Transcript
Carol Marin and the Pursuit of Ethics
September 20, 2002
BROOKE GLADSTONE: TV broadcaster Carol Marin is known for her work on 60 Minutes II and for her tenure as one of Chicago's most prominent newscasters, but she gained attention with two decisions. One was to quit a local newscast which hired Jerry Springer as a commentator. The second was mounting a 10 p.m. newscast that tried to buck the trend of sensational local news. It didn't work, or at least didn't get good ratings which means the same thing in the world of network television. Last week Marine hosted a PBS special called Endgame: Ethics and Values in America, and we wanted to ask her about some of her own experiences with professional ethics. Welcome to the show.
CAROL MARIN: Thank you.
BROOKE GLADSTONE: So when you mounted the WBBM Newscast, did you feel that you were behaving more ethically than the "if-it-bleeds, it-leads" newscasts?
CAROL MARIN: No. The truth is that I don't think tabloid news is necessarily unethical. It really sort of is what it is; it bleeds, it leads, you-know-it-when-you-see-it, and it's a choice that broadcasters make about how they want to, to format their newscasts. I didn't think that what we did at BBM was necessarily more ethical; it was more in keeping with my view of what news is. And I'm, I'm a big believer in hard news; no frills; straightforward investigative journalism. There's no question about that. In local news, one of the big "plagues" is that it's become generic. It's become dumbed-down. It's become so homogenized that every newscast has to end with a water-skiing squirrel. Those are not unethical choices. I think they're bad choices; but I see a distinction.
BROOKE GLADSTONE: Why are they bad?
CAROL MARIN:For me they're bad because-- they assume that there's a formula, and I don't think there always is a formula.

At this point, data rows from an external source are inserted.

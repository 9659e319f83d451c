//! Table of contents sidebar

use crate::content::TocEntry;
use crate::helpers::html_escape;

/// Render the table of contents with `active` highlighted.
///
/// An empty table renders nothing at all.
pub fn render_toc(entries: &[TocEntry], active: Option<usize>, offset: f64) -> String {
    if entries.is_empty() {
        return String::new();
    }

    let mut html = format!(
        r#"<nav class="table-of-contents" data-offset="{}"><ul>"#,
        offset
    );
    for (index, entry) in entries.iter().enumerate() {
        let class = if active == Some(index) {
            "toc-link active"
        } else {
            "toc-link"
        };
        html.push_str(&format!(
            r##"<li class="toc-item toc-level-{}"><a class="{}" href="#{}">{}</a></li>"##,
            entry.level,
            class,
            html_escape(&entry.id),
            html_escape(&entry.title)
        ));
    }
    html.push_str("</ul></nav>");
    html
}
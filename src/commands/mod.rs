//! CLI subcommands

pub mod clean;
pub mod generate;
pub mod init;
pub mod list;
pub mod new;
pub mod search;
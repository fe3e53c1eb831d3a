use console::style;

use super::Config;

/// Print the effective configuration to stderr
#[inline]
pub fn show_config(config: &Config) {
    eprintln!("{}", style("📋 Current Configuration").bold().cyan());
    eprintln!();

    eprintln!("{}", style("OpenAI Settings:").bold().yellow());
    match config.openai.embeddings_url() {
        Ok(url) => eprintln!("  Endpoint: {}", style(url).cyan()),
        Err(e) => eprintln!("  Endpoint: {} ({})", style("Invalid").red(), e),
    }
    eprintln!("  Model: {}", style(&config.openai.model).cyan());
    eprintln!("  Dimension: {}", style(config.openai.dimension).cyan());
    eprintln!("  Timeout: {}s", style(config.openai.timeout_secs).cyan());
    eprintln!("  Retry Attempts: {}", style(config.openai.retry_attempts).cyan());
    let key_status = if config.openai.resolve_api_key().is_some() {
        style("configured").green()
    } else {
        style("missing").red()
    };
    eprintln!("  API Key: {key_status}");

    eprintln!();
    eprintln!("{}", style("Search Settings:").bold().yellow());
    eprintln!("  Result Limit: {}", style(config.search.limit).cyan());
    eprintln!("  Minimum Score: {}", style(config.search.min_score).cyan());
    eprintln!(
        "  Source Timeout: {}ms",
        style(config.search.source_timeout_ms).cyan()
    );
    eprintln!(
        "  Big Book Index: {}",
        style(&config.search.big_book_index).cyan()
    );
    eprintln!(
        "  Reflections Index: {}",
        style(&config.search.reflections_index).cyan()
    );

    eprintln!();
    eprintln!(
        "Vector store: {}",
        style(config.vector_database_path().display()).dim()
    );
    eprintln!(
        "Config file: {}",
        style(config.config_file_path().display()).dim()
    );
}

What we see in audiences and, and the way -- as your introduce suggested -- some people judge success is by the ratings -- is that more and more people aren't watching local news -- and they're not watching network news. So the competition between the number one, two and three local stations in a market is still from dwindling pieces of the pie where before at 10 o'clock or at 11 o'clock at night 60 to 70 percent of the audience available was watching local news. Now some markets, big markets, are lucky if 20 - 25 percent are watching local news. People are simply clicking it off because it isn't relevant to them; it isn't interesting; because they feel like they see the same thing wherever they go - it's wallpaper.
BROOKE GLADSTONE: Do you think that your local news experiment advanced or set back the cause of getting better quality newscasts anywhere else?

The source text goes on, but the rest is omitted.